The Chilean hawk hunts forest passerines quite indiscriminately of species, habitat or habits provided they have the right size, though it has a preference for species that live closer to the forest floor. Depending on availability, favorite prey species include thorn-tailed rayadito (Aphrastura spinicauda) black-chinned siskin (Carduelis barbata), white-crested elaenia (Elaenia albiceps), Austral thrush (Turdus falcklandii) and fire-eyed diucon (Xolmis pyrope). It has been claimed that the Chilean pigeon (Columba araucana) constitutes important prey, but this seems only to be correct at certain times or places, if at all.

===Reproduction===
This hawk breeds in the austral summer. Pairs apparently form from mid-late October on. Incubating birds have been observed in December, and chicks are seen from about New Year's Eve to February, after which the families disperse again. A 1937 nest and a 1945 egg description of the Chilean hawk appear to be based on a misidentification; the nest at least was probably of the chimango caracara (Milvago chimango).

The oval platform nest measures about 50-80 by 50-60 cm and is some 25 cm high when freshly built. Some nests are more than twice as high; these might have been used in several years. It is built from strongly intertwined dry twigs and sticks. It is placed on forked branches in the upper part of a tree, close to the main trunk or a main vertical branch, some 16-20 m above ground. At least locally, full-grown coihue trees (Nothofagus dombeyi) seem to be much preferred for nesting. Nests are sometimes reused in successive seasons, but more often a new nest is constructed in a different tree every season.

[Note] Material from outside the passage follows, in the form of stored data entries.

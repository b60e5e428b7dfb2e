//! toolbelt - short links, pastes and owner-scoped terminal sessions
//!
//! # Architecture
//! - `storage`: SeaORM 存储后端与数据访问抽象
//! - `services`: 业务逻辑（paste、短链、终端会话、用户）
//! - `api`: HTTP 处理器、JWT 与中间件
//! - `config`: 配置加载
//! - `runtime`: 启动、运行模式与关闭
//! - `system`: 日志
//! - `ids`: 短 ID 生成与冲突重试

pub mod api;
pub mod cli;
pub mod config;
pub mod errors;
pub mod ids;
pub mod runtime;
pub mod services;
pub mod storage;
pub mod system;
pub mod utils;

The clutch is probably two, sometimes three and rarely one, as usual for Accipitridae. The eggs are dull light bluish to off-white all over and are shaped like a chicken's egg. The eggshell's inside has a slightly more pronounced bluish tinge. Incubation lasts probably about 3 weeks. The parents defend their nesting grounds against other birds of prey, such as the red-backed hawk (Buteo polyosoma), and the golden eagle (Aquila chrysaetos); during approaches by such potentially dangerous species, the nestlings will tuck away their heads. It seems that 2 or 3 young are raised on a regular basis, unlike in many other Accipitridae where only the strongest nestling survives.

===Status===
Because of its forest habitat and secretive behaviour, the Chilean hawk is one of the least-studied raptors in the Patagonian temperate forest. It is considered relatively common in the Cape Horn region, e.g. in Ñuble National Reserve, population densities as high as 4 birds per square km have been recorded. Elsewhere, it is far less often seen and usually quite rare. Attempts to assess its population density are hampered by the fact that it requires a certain amount of prime habitat to settle in a locale at all. Thus, much otherwise suitable land might be under-utilized by these birds, and subpopulations have an extremely patchy distribution.

It is listed as a rare or insufficiently known species in Chile and legally protected under the Hunting Law. In Argentina it is not listed as threatened. On a global scale, it is a rare bird, though not under immediate threat. Populations may decline due to increasing habitat loss from extensive fires, logging pressures, and hunting. It is not evaluated by the IUCN, as they do not consider it specifically distinct, but is included on the CITES Appendix II as part of the blanket listing of Falconiformes.